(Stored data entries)

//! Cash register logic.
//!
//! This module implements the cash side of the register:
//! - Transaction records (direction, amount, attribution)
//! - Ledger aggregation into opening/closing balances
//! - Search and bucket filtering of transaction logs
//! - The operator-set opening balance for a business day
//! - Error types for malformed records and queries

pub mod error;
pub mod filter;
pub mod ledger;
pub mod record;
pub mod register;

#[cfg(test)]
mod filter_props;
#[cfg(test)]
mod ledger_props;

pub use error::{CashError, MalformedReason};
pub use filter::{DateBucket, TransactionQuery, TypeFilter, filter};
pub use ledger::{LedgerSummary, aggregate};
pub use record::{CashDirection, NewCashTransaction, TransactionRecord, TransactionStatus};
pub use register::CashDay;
...
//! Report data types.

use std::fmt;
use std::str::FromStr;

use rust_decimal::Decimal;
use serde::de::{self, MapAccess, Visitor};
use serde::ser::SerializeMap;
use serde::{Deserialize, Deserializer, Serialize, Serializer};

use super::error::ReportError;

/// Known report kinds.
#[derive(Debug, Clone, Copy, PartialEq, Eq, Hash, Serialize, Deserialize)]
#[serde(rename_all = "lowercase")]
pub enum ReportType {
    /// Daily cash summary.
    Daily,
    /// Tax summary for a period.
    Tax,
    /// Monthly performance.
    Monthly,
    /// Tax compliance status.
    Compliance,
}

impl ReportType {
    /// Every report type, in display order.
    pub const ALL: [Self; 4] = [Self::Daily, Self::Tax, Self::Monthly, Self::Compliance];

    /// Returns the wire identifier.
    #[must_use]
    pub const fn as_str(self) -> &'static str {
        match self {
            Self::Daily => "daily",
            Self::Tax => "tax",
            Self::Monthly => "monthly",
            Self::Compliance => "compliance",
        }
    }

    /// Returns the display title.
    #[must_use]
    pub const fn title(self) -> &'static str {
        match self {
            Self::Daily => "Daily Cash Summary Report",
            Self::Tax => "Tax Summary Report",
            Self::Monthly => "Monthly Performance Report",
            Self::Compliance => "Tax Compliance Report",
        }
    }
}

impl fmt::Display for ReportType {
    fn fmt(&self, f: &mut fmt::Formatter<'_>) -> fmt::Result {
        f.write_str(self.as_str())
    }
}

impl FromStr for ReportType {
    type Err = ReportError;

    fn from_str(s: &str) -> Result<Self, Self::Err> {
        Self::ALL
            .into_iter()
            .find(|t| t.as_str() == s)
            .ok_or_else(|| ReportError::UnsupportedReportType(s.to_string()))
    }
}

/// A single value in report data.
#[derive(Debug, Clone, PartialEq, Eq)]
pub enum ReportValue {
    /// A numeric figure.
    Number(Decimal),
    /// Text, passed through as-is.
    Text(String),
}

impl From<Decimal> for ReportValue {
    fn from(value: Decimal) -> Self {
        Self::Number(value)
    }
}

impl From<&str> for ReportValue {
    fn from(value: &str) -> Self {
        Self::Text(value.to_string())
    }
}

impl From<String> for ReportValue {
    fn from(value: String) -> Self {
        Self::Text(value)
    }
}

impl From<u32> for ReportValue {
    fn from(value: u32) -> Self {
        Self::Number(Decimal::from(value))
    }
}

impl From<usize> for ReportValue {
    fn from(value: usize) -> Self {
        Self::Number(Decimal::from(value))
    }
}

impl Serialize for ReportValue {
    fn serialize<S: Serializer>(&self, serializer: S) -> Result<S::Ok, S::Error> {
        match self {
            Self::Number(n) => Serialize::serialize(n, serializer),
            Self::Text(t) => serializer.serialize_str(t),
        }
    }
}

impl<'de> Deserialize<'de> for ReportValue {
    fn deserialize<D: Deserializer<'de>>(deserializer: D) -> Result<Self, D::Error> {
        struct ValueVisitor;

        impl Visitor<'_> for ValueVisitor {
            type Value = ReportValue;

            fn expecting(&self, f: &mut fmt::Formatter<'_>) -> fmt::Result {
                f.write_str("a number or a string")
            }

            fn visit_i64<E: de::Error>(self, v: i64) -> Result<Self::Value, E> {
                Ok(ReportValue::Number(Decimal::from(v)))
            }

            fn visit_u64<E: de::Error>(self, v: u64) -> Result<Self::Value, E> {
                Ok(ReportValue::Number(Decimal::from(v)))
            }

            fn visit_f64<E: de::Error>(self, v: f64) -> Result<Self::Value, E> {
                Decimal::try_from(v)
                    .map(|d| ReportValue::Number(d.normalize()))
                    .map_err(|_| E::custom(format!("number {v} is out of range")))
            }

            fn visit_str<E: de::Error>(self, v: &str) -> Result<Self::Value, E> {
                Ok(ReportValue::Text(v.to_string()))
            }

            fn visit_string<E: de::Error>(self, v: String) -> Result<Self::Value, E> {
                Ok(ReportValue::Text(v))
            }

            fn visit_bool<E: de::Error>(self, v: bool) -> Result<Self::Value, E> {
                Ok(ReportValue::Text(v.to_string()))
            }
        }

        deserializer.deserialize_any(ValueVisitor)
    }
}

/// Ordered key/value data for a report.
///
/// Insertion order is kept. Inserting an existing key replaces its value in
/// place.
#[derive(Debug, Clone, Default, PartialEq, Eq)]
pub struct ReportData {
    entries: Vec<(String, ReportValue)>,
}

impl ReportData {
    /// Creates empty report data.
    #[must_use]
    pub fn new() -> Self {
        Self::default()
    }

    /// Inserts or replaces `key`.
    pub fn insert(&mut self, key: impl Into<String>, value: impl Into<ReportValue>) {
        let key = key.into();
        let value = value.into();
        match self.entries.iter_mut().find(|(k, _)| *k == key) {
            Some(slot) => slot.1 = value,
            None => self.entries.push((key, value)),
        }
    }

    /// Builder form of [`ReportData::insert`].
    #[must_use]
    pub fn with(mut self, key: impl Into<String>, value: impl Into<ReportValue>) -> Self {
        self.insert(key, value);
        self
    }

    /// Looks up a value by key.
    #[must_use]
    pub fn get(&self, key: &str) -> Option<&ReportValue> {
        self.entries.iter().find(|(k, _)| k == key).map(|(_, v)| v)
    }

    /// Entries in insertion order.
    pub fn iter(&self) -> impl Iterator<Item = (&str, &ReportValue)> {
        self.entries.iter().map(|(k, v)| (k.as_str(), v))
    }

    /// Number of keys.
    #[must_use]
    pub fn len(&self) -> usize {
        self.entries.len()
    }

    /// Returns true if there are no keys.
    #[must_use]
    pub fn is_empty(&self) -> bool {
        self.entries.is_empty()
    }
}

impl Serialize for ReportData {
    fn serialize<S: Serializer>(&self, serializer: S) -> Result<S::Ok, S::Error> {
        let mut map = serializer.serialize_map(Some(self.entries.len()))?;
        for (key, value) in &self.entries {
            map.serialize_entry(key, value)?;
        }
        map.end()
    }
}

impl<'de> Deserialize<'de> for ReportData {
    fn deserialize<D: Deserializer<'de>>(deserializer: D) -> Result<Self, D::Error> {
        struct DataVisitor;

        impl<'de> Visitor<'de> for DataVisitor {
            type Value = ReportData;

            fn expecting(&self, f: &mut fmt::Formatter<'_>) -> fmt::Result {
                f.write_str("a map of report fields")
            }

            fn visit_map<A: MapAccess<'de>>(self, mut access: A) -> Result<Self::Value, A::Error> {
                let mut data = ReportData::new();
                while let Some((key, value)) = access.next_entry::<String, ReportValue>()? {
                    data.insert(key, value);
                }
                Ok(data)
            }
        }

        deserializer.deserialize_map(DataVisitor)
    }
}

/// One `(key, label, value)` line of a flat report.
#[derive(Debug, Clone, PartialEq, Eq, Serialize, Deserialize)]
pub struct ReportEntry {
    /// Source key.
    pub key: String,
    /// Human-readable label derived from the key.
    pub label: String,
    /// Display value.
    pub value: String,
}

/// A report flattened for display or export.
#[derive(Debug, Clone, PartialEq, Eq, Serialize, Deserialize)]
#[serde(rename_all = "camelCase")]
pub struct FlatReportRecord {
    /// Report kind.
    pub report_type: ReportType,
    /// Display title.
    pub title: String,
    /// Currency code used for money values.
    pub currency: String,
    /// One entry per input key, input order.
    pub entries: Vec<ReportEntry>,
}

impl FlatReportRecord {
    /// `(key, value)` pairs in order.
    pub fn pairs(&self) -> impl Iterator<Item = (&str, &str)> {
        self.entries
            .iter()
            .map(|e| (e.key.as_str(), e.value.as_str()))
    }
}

> [YOUR TASK]
Using the records above, gather all lines where the string "enum" is present.

> [PROBLEM SOLUTION]
pub enum ReportType {
pub enum ReportValue {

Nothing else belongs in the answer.